* **Provided information**:
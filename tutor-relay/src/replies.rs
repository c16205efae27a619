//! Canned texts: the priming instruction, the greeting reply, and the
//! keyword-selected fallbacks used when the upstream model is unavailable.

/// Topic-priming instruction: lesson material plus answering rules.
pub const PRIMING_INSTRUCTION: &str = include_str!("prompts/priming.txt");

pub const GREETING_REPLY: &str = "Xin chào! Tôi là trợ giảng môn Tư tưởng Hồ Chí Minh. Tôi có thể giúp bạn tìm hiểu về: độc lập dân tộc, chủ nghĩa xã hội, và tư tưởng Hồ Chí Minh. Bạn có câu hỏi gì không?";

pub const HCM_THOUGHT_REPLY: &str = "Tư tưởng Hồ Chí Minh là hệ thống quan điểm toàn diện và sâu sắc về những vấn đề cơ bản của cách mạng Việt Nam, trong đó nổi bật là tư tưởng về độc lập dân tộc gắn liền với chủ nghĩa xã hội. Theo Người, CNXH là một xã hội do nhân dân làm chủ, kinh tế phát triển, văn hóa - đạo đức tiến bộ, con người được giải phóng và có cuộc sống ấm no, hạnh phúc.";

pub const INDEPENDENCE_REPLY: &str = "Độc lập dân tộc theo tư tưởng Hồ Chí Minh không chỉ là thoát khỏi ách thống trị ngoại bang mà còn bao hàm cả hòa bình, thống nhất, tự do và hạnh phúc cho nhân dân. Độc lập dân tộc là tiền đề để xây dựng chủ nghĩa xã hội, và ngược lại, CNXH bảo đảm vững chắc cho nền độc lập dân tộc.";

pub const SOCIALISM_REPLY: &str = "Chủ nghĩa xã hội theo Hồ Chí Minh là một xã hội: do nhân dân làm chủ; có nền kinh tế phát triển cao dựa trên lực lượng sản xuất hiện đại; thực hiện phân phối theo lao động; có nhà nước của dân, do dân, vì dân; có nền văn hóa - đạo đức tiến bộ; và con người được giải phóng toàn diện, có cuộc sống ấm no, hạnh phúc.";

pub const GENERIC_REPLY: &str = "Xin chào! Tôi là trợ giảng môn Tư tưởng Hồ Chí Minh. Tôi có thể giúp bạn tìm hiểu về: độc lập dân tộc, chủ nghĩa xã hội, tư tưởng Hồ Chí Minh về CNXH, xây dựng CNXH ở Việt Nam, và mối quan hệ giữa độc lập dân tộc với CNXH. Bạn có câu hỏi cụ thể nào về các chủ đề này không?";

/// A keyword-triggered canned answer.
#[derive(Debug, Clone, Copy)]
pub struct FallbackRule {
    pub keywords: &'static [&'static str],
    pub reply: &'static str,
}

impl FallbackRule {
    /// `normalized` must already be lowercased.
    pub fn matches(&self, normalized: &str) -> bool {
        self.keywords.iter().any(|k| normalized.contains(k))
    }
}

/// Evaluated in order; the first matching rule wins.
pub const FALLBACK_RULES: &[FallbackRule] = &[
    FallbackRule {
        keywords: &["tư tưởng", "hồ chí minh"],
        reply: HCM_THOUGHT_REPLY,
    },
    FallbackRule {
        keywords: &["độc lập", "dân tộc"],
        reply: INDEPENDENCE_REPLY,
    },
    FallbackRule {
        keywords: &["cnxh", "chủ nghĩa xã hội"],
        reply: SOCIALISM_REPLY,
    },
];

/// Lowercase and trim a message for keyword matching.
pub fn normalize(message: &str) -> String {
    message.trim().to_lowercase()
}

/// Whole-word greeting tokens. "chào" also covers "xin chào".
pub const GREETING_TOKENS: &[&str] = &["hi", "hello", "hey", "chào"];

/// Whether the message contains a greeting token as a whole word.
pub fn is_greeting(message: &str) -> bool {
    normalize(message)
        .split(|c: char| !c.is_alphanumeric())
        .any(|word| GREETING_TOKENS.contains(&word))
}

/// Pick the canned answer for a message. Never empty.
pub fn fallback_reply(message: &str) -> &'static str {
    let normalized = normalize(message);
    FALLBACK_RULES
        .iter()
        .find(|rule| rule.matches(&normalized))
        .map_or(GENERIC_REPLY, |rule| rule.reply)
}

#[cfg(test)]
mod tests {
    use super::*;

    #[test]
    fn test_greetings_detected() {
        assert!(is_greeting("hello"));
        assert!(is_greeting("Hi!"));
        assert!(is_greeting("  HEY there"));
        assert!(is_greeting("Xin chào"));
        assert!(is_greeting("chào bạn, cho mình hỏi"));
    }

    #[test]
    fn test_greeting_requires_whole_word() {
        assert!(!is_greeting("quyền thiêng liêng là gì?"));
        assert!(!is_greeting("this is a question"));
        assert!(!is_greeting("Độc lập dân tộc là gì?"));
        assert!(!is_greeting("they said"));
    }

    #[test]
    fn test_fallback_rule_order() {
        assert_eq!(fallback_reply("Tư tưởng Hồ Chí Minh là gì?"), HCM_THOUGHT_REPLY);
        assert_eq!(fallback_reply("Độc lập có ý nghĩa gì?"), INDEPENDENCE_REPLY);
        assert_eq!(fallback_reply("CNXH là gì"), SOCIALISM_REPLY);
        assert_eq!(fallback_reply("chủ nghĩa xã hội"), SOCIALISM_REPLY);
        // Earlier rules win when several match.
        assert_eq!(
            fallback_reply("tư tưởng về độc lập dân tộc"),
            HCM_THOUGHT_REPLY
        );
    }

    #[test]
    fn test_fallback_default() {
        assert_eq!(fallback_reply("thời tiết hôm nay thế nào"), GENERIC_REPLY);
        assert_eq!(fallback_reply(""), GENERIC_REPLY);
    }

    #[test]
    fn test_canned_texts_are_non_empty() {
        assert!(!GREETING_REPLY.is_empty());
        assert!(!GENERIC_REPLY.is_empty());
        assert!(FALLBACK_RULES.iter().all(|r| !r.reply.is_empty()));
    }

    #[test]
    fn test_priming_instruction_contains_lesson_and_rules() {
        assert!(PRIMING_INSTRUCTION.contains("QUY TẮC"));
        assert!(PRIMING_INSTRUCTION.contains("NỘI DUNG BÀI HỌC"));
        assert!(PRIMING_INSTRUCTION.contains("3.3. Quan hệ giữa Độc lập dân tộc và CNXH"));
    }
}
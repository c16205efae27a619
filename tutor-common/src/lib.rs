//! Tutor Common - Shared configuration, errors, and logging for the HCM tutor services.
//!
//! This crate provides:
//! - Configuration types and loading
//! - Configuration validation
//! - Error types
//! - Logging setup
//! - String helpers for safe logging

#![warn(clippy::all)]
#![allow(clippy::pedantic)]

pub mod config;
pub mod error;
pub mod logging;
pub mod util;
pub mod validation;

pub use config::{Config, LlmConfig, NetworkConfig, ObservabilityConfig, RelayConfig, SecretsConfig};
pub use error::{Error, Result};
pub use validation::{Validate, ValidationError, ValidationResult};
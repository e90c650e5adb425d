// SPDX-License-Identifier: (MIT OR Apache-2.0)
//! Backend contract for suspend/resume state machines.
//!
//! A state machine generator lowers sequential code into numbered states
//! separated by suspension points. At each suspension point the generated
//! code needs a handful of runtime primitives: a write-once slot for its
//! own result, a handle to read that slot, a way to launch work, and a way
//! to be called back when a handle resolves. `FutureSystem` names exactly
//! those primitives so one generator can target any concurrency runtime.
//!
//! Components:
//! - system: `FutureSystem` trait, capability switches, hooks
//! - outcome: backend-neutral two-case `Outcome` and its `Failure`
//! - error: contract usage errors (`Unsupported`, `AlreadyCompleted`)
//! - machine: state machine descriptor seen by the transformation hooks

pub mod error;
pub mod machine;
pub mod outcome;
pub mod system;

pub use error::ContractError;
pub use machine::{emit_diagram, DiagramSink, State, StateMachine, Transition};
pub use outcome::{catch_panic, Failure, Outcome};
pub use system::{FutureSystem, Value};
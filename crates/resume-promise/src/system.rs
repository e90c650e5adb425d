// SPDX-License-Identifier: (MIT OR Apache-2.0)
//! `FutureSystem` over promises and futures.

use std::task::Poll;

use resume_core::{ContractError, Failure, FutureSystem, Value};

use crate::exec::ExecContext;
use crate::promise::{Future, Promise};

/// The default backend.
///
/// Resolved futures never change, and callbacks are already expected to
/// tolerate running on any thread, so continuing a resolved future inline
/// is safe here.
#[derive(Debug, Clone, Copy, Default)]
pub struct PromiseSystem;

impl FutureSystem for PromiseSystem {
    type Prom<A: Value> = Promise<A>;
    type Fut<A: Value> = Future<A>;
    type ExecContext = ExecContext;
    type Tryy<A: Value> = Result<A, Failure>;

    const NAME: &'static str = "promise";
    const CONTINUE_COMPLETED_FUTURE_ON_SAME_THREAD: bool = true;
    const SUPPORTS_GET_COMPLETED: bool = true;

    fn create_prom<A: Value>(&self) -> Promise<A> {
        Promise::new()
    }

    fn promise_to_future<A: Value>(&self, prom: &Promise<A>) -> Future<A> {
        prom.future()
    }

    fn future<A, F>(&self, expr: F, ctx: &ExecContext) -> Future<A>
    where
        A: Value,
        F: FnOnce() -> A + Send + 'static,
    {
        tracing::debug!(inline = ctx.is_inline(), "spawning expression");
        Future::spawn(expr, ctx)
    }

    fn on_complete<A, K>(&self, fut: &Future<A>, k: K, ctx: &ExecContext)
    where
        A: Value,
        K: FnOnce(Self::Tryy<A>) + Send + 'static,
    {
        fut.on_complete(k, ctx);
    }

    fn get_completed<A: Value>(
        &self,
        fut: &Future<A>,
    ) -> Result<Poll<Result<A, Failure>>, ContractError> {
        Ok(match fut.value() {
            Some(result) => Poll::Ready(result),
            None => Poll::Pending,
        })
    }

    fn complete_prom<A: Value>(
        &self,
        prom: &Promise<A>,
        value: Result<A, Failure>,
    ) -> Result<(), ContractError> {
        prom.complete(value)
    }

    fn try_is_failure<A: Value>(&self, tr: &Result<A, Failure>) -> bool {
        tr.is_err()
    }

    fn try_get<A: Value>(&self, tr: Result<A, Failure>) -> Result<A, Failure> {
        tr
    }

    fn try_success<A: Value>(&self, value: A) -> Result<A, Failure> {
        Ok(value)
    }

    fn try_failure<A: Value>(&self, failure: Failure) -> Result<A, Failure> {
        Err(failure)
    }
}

* **Work instructions**: Could you return exactly the lines above from the line with "to be called" to the line with "pub use error::ContractError;", both included, and nothing else?

* **Exercise answer**:
//! to be called back when a handle resolves. `FutureSystem` names exactly
//! those primitives so one generator can target any concurrency runtime.
//!
//! Components:
//! - system: `FutureSystem` trait, capability switches, hooks
//! - outcome: backend-neutral two-case `Outcome` and its `Failure`
//! - error: contract usage errors (`Unsupported`, `AlreadyCompleted`)
//! - machine: state machine descriptor seen by the transformation hooks

pub mod error;
pub mod machine;
pub mod outcome;
pub mod system;

pub use error::ContractError;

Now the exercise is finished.